Удар о пол звонким эхом разлился по торжественной зале, болезненно отозвался в ушах гостя и затих.

Два старых слуги вывели к Блэйку и Верховному Совету мальчишку среднего роста, облаченного в старые лохмотья, и поспешно удалились с низко опущенными головами.

***

— Ваше благородство не знает границ, господин Вестейн, — проговорил чародей и покачал головой, — неужели Вальдэгор растратил все золото на имперских шлюх и столь сильно обнищал, что вы не могли привести мальчишку в человеческий вид?

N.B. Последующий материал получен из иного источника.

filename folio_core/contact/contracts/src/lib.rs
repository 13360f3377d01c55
use std::future::Future;

use folio_models::contact::{FormField, FormFields, ValidationState};
use thiserror::Error;

#[cfg_attr(feature = "mock", mockall::automock)]
pub trait ContactFormService: Send + Sync + 'static {
    /// Replace the sender name.
    fn set_name(&self, name: String);

    /// Replace the sender's email address or phone number.
    fn set_contact_info(&self, contact_info: String);

    /// Replace the message body.
    fn set_message(&self, message: String);

    /// Current values of all fields.
    fn fields(&self) -> FormFields;

    /// Invalid flags computed by the latest submit attempt.
    fn validation(&self) -> ValidationState;

    /// Inline error text for `field`, if the latest submit flagged it.
    fn field_error(&self, field: FormField) -> Option<&'static str>;

    /// Whether a message is currently being sent.
    fn is_dispatching(&self) -> bool;

    /// Validate the form and, if complete, send it through the email relay.
    ///
    /// Exactly one notification is shown for every attempt that is not refused
    /// with [`ContactSubmitError::InFlight`].
    fn submit(&self) -> impl Future<Output = Result<(), ContactSubmitError>> + Send;
}

#[derive(Debug, Error)]
pub enum ContactSubmitError {
    #[error("One or more required fields are empty.")]
    Incomplete(ValidationState),
    #[error("Another message is still being sent.")]
    InFlight,
    #[error("Failed to send message.")]
    Send(anyhow::Error),
}

#[cfg(feature = "mock")]
impl MockContactFormService {
    pub fn with_set_fields(mut self, fields: FormFields) -> Self {
        let FormFields {
            name,
            contact_info,
            message,
        } = fields;
        self.expect_set_name()
            .once()
            .with(mockall::predicate::eq(name))
            .return_const(());
        self.expect_set_contact_info()
            .once()
            .with(mockall::predicate::eq(contact_info))
            .return_const(());
        self.expect_set_message()
            .once()
            .with(mockall::predicate::eq(message))
            .return_const(());
        self
    }

    pub fn with_submit(mut self, result: Result<(), ContactSubmitError>) -> Self {
        self.expect_submit()
            .once()
            .return_once(|| Box::pin(std::future::ready(result)));
        self
    }

    pub fn with_field_error(mut self, field: FormField, error: Option<&'static str>) -> Self {
        self.expect_field_error()
            .once()
            .with(mockall::predicate::eq(field))
            .return_const(error);
        self
    }
}
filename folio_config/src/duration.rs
use std::ops::Deref;

use serde::Deserialize;

/// A duration written as whitespace separated `<number><unit>` parts, e.g.
/// `"3s"`, `"1500ms"` or `"1m 30s"`. Supported units are `ms`, `s`, `m`, `h`
/// and `d`.
#[derive(Debug, Clone, Copy, PartialEq, Eq)]
pub struct Duration(pub std::time::Duration);

impl From<Duration> for std::time::Duration {
    fn from(value: Duration) -> Self {
        value.0
    }
}

impl Deref for Duration {
    type Target = std::time::Duration;

    fn deref(&self) -> &Self::Target {
        &self.0
    }
}

fn parse(s: &str) -> Option<std::time::Duration> {
    s.split_whitespace()
        .try_fold(std::time::Duration::ZERO, |total, part| {
            let split = part.find(|c: char| !c.is_ascii_digit())?;
            let (amount, unit) = part.split_at(split);
            let amount = amount.parse::<u64>().ok()?;
            let part = match unit {
                "ms" => std::time::Duration::from_millis(amount),
                "s" => std::time::Duration::from_secs(amount),
                "m" => std::time::Duration::from_secs(amount.checked_mul(60)?),
                "h" => std::time::Duration::from_secs(amount.checked_mul(60 * 60)?),
                "d" => std::time::Duration::from_secs(amount.checked_mul(24 * 60 * 60)?),
                _ => return None,
            };
            total.checked_add(part)
        })
}

impl<'de> Deserialize<'de> for Duration {
    fn deserialize<D>(deserializer: D) -> Result<Self, D::Error>
    where
        D: serde::Deserializer<'de>,
    {
        let s = String::deserialize(deserializer)?;
        parse(&s)
            .map(Self)
            .ok_or_else(|| serde::de::Error::custom(format!("Invalid duration: {s:?}")))
    }
}
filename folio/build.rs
fn main() {
    println!("cargo::rustc-check-cfg=cfg(tracing_pretty)");
    println!("cargo::rerun-if-env-changed=FOLIO_LOG_PRETTY");
    if std::env::var("FOLIO_LOG_PRETTY").is_ok_and(|value| value == "1") {
        println!("cargo::rustc-cfg=tracing_pretty");
    }
}
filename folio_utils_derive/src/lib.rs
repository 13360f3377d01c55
use proc_macro::TokenStream;
use quote::quote;
use syn::{parse_macro_input, ItemFn};

/// Wraps a function in a `tracing` span and logs every call and return value
/// at trace level.
///
/// Arguments are forwarded to `#[tracing::instrument]`, so `skip(...)`,
/// `fields(...)` and friends work as usual.
#[proc_macro_attribute]
pub fn trace_instrument(meta: TokenStream, input: TokenStream) -> TokenStream {
    let meta = proc_macro2::TokenStream::from(meta);
    let ItemFn {
        attrs,
        vis,
        sig,
        block,
    } = parse_macro_input!(input as ItemFn);

    let name = sig.ident.to_string();

    quote! {
        #[::tracing::instrument(ret(level = "trace"), #meta)]
        #(#attrs)*
        #vis #sig {
            ::tracing::trace!(function = #name, "call");
            #block
        }
    }
    .into()
}
use folio_models::notification::{
    ActiveNotification, NotificationId, NotificationKind, NotificationOptions,
};

/// Presents transient, stacked status notifications to the user.
#[cfg_attr(feature = "mock", mockall::automock)]
pub trait NotificationService: Send + Sync + 'static {
    /// Queue a notification for display. Never blocks and never fails.
    fn notify(
        &self,
        kind: NotificationKind,
        text: String,
        options: NotificationOptions,
    ) -> NotificationId;

    /// Close a notification before it expires.
    ///
    /// Returns `false` if the notification is unknown, already gone or not
    /// dismissible.
    fn dismiss(&self, id: NotificationId) -> bool;

    /// Suspend the countdown of a notification (pointer entered it).
    fn pause(&self, id: NotificationId);

    /// Resume the countdown of a notification (pointer left it).
    fn resume(&self, id: NotificationId);

    /// Suspend every countdown (the window lost focus).
    fn pause_all(&self);

    /// Resume every countdown (the window regained focus).
    fn resume_all(&self);

    /// Currently visible notifications, oldest first.
    fn visible(&self) -> Vec<ActiveNotification>;
}

#[cfg(feature = "mock")]
impl MockNotificationService {
    pub fn with_notify(
        mut self,
        event: folio_models::notification::NotificationEvent,
        options: NotificationOptions,
        id: NotificationId,
    ) -> Self {
        self.expect_notify()
            .once()
            .with(
                mockall::predicate::eq(event.kind()),
                mockall::predicate::eq(event.into_text()),
                mockall::predicate::eq(options),
            )
            .return_const(id);
        self
    }

    pub fn with_visible(mut self, visible: Vec<ActiveNotification>) -> Self {
        self.expect_visible().once().return_const(visible);
        self
    }
}
use std::sync::{Mutex, MutexGuard, PoisonError};

use folio_core_contact_contracts::{ContactFormService, ContactSubmitError};
use folio_extern_contracts::relay::EmailRelayApiService;
use folio_models::{
    contact::{FormField, FormFields, ValidationState},
    notification::{NotificationEvent, NotificationSettings},
    relay::RelayCredentials,
};
use folio_shared_contracts::notification::NotificationService;
use folio_utils::trace_instrument;
use tracing::{info, warn};

pub use form::{
    failure_text, ContactForm, SubmissionOutcome, SubmissionPhase, SubmitStep, INCOMPLETE_TEXT,
    SENT_TEXT,
};

mod form;

#[cfg(test)]
mod tests;

#[derive(Debug)]
pub struct ContactFormServiceImpl<RelayApi, Notifications> {
    relay_api: RelayApi,
    notifications: Notifications,
    config: ContactFormServiceConfig,
    form: Mutex<ContactForm>,
}

#[derive(Debug, Clone)]
pub struct ContactFormServiceConfig {
    pub relay: RelayCredentials,
    /// Name of the person receiving the messages.
    pub recipient_label: String,
    /// Address shown to the user when sending fails.
    pub fallback_address: String,
    pub notifications: NotificationSettings,
}

impl<RelayApi, Notifications> ContactFormServiceImpl<RelayApi, Notifications> {
    pub fn new(
        relay_api: RelayApi,
        notifications: Notifications,
        config: ContactFormServiceConfig,
    ) -> Self {
        let form = ContactForm::new(&*config.recipient_label, &*config.fallback_address);
        Self {
            relay_api,
            notifications,
            config,
            form: Mutex::new(form),
        }
    }

    fn form(&self) -> MutexGuard<'_, ContactForm> {
        self.form.lock().unwrap_or_else(PoisonError::into_inner)
    }
}

impl<RelayApi, Notifications> ContactFormServiceImpl<RelayApi, Notifications>
where
    Notifications: NotificationService,
{
    fn notify(&self, event: NotificationEvent) {
        let kind = event.kind();
        let id = self.notifications.notify(
            kind,
            event.into_text(),
            self.config.notifications.options_for(kind),
        );
        info!(%kind, %id, "notification shown");
    }
}

impl<RelayApi, Notifications> ContactFormService for ContactFormServiceImpl<RelayApi, Notifications>
where
    RelayApi: EmailRelayApiService,
    Notifications: NotificationService,
{
    fn set_name(&self, name: String) {
        self.form().set_name(name);
    }

    fn set_contact_info(&self, contact_info: String) {
        self.form().set_contact_info(contact_info);
    }

    fn set_message(&self, message: String) {
        self.form().set_message(message);
    }

    fn fields(&self) -> FormFields {
        self.form().fields().clone()
    }

    fn validation(&self) -> ValidationState {
        self.form().validation()
    }

    fn field_error(&self, field: FormField) -> Option<&'static str> {
        self.form().field_error(field)
    }

    fn is_dispatching(&self) -> bool {
        self.form().is_dispatching()
    }

    #[trace_instrument(skip(self))]
    async fn submit(&self) -> Result<(), ContactSubmitError> {
        let step = self.form().submit();
        let payload = match step {
            SubmitStep::Busy => return Err(ContactSubmitError::InFlight),
            SubmitStep::Rejected {
                validation,
                notification,
            } => {
                self.notify(notification);
                return Err(ContactSubmitError::Incomplete(validation));
            }
            SubmitStep::Dispatch(payload) => payload,
        };

        let mut dispatch = Dispatch {
            form: &self.form,
            finished: false,
        };

        let RelayCredentials {
            service_id,
            template_id,
            public_key,
        } = &self.config.relay;
        let result = self
            .relay_api
            .send(service_id, template_id, &payload, public_key)
            .await;
        dispatch.finished = true;

        match result {
            Ok(response) => {
                info!(status = response.status, text = %response.text, "message sent");
                let notification = self.form().dispatch_succeeded();
                self.notify(notification);
                Ok(())
            }
            Err(err) => {
                warn!("Failed to send message: {err:#}");
                let notification = self.form().dispatch_failed();
                self.notify(notification);
                Err(ContactSubmitError::Send(err))
            }
        }
    }
}

/// Puts the form back to idle if the submit future is dropped while the relay
/// request is still pending.
struct Dispatch<'a> {
    form: &'a Mutex<ContactForm>,
    finished: bool,
}

impl Drop for Dispatch<'_> {
    fn drop(&mut self) {
        if !self.finished {
            self.form
                .lock()
                .unwrap_or_else(PoisonError::into_inner)
                .abandon_dispatch();
        }
    }
}
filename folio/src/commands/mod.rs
pub mod contact;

— Знай свое место, колдун, — прошипела Нерейд, — это не входит в наши обязанности. К тому же, мы ждали тебя.

— Я мог не явиться.

— Но ты здесь, — внезапно сказал старый Вестейн, — и мальчишка твой. Мы передадим тебе все то, что считали с него.

Блэйк нахмурил брови и сильнее сжал руки в кулаки, потому что помнил, как с таких обыкновенных людей считывают информацию, как сильно кричат несчастные, какую боль испытывают от того, что чародеи копаются в их мыслях бесконечно долго, позволяют себе заглянуть в самые сокровенные тайны и вытащить из мрака глубоко захороненные воспоминания. Он перевел взгляд на парня. «Не больше семнадцати», — заключил Блэйк и продолжил осмотр, но не подошел к нему ни на шаг.